Another beautiful part of this area of City Hall in San Francisco is the floor. The detailed pattern is made out of pink marble.
It's hard to see its beauty from below, so head up the stairs to the second floor for the best view.
From the second floor, you also get a great view of the Father Time sculpture (at the very top of the picture), inscription (in the box right below him) and clock.
After being Mayor of San Francisco for almost 19 years, James Rolph, Jr. asked the Board of Supervisors if he could add his name above the clock. They voted and the answer was no.
Rolph decided not to take no for an answer. So, over the weekend, he hired people to add his name into the limestone.
Once it was done, there was no way to remove it. This is why Rolph is the only mayor to have his name inscribed in the wall within City Hall.
As you roam around the 2nd Floor of City Hall in San Francisco, you will encounter three important busts. One is of Harvey Milk and it is at the top of the Grand Staircase. Milk was the first openly gay SF Supervisor.

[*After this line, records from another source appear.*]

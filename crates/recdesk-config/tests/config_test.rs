#![allow(clippy::unwrap_used)]
// File round trips for recdesk-config.

use std::time::Duration;

use pretty_assertions::assert_eq;
use tempfile::TempDir;

use recdesk_config::{Config, Profile, load_config_from, profile_to_desk_config, save_config_to};
use recdesk_core::TlsMode;

#[test]
fn test_missing_file_yields_defaults() {
    let dir = TempDir::new().unwrap();
    let cfg = load_config_from(&dir.path().join("absent.toml")).unwrap();

    assert_eq!(cfg.default_profile.as_deref(), Some("default"));
    assert_eq!(cfg.defaults.output, "table");
    assert_eq!(cfg.defaults.timeout, 30);
    assert!(cfg.profiles.is_empty());
}

#[test]
fn test_save_then_load_round_trip() {
    let dir = TempDir::new().unwrap();
    let path = dir.path().join("nested").join("config.toml");

    let mut cfg = Config::default();
    cfg.profiles.insert(
        "office".into(),
        Profile {
            server: "https://records.local/api".into(),
            insecure: Some(true),
            stale_time: Some("45s".into()),
            ..Profile::default()
        },
    );
    cfg.default_profile = Some("office".into());
    save_config_to(&path, &cfg).unwrap();

    let loaded = load_config_from(&path).unwrap();
    assert_eq!(loaded.default_profile.as_deref(), Some("office"));
    let profile = &loaded.profiles["office"];
    assert_eq!(profile.server, "https://records.local/api");
    assert_eq!(profile.insecure, Some(true));
    assert_eq!(profile.stale_time.as_deref(), Some("45s"));
}

#[test]
fn test_handwritten_toml_builds_desk_config() {
    let dir = TempDir::new().unwrap();
    let path = dir.path().join("config.toml");
    std::fs::write(
        &path,
        r#"
default_profile = "archive"

[defaults]
timeout = 12

[profiles.archive]
server = "https://archive.local/api/"
keep_unused_for = "5m"
logout_path = "/auth/signout"
"#,
    )
    .unwrap();

    let cfg = load_config_from(&path).unwrap();
    let profile = &cfg.profiles["archive"];
    let desk = profile_to_desk_config(profile, "archive", &cfg.defaults).unwrap();

    assert_eq!(desk.url.as_str(), "https://archive.local/api/");
    assert_eq!(desk.timeout, Duration::from_secs(12));
    assert!(matches!(desk.tls, TlsMode::System));
    assert_eq!(desk.auth_paths.logout, "/auth/signout");
    assert_eq!(desk.query.keep_unused_for, Duration::from_secs(300));
    assert_eq!(desk.query.stale_time, None);
}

The other two are of George Moscone and Dianne Feinstein. These two sit near the entrance of the Mayor's Office across the Rotunda from Milk.

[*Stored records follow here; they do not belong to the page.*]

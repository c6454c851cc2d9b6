//! CLI configuration: thin wrapper around `recdesk_config`.
//!
//! Re-exports the shared types and adds resolution that respects
//! `GlobalOpts` flag overrides (--server, --username, --insecure, --timeout).

use recdesk_core::DeskConfig;

use crate::cli::GlobalOpts;
use crate::error::CliError;

// ── Re-exports from shared crate ────────────────────────────────────

pub use recdesk_config::{
    Config, KEYRING_SERVICE, Profile, config_path, load_config_or_default, save_config,
};

// ── CLI-specific helpers ────────────────────────────────────────────

/// Resolve the active profile name from CLI flags and config.
pub fn active_profile_name(global: &GlobalOpts, config: &Config) -> String {
    global
        .profile
        .clone()
        .or_else(|| config.default_profile.clone())
        .unwrap_or_else(|| "default".into())
}

/// Apply flag overrides to a profile (flag > env > profile).
fn apply_overrides(mut profile: Profile, global: &GlobalOpts) -> Profile {
    if let Some(ref server) = global.server {
        profile.server.clone_from(server);
    }
    if global.username.is_some() {
        profile.username.clone_from(&global.username);
    }
    if global.insecure {
        profile.insecure = Some(true);
    }
    if global.timeout.is_some() {
        profile.timeout = global.timeout;
    }
    profile
}

/// Build the `DeskConfig` for this invocation.
///
/// Uses the active profile when one exists; otherwise `--server` alone is
/// enough (with credentials from `--username` and the password chain).
pub fn resolve_desk_config(global: &GlobalOpts) -> Result<DeskConfig, CliError> {
    let cfg = load_config_or_default();
    let profile_name = active_profile_name(global, &cfg);

    let profile = match cfg.profiles.get(&profile_name) {
        Some(profile) => profile.clone(),
        None if global.server.is_some() => Profile::default(),
        None if global.profile.is_some() => {
            let mut names: Vec<_> = cfg.profiles.keys().cloned().collect();
            names.sort();
            return Err(CliError::ProfileNotFound {
                name: profile_name,
                available: if names.is_empty() {
                    "(none)".into()
                } else {
                    names.join(", ")
                },
            });
        }
        None => {
            return Err(CliError::NoConfig {
                path: config_path().display().to_string(),
            });
        }
    };

    let profile = apply_overrides(profile, global);
    Ok(recdesk_config::profile_to_desk_config(
        &profile,
        &profile_name,
        &cfg.defaults,
    )?)
}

In 1978, a conservative ex-San Francisco Supervisor by the name of Dan White requested his position back from Mayor Moscone. After a short meeting, Moscone denied his request.
White returned home, picked up his loaded gun and returned to City Hall in San Francisco. He entered the building through the basement windows in order to avoid the metal detector.
After entering the building, he went directly to Mayor Moscone's office. He shot and killed him. White reloaded his gun and walked to Milk's office on the other side of the 2nd floor. He shot and killed Milk too.
Authorities arrested White and tried him for both murders. His lawyer used the defense that White had too much sugar in his system, which caused him to kill both men. It was soon dubbed the 'Twinkie Defense'.
The jury sentenced White to just 13 years for both murders. He was out in five due to good behavior. Shortly after White got out of jail, he returned to San Francisco and committed suicide.
At the time of the murders, Feinstein was the President of the Board of Supervisors. She announced the news to the press and the citizens of San Francisco. Due to her position, she then became the Mayor of SF.
She was then reelected. She then went on to become a US Senator representing California.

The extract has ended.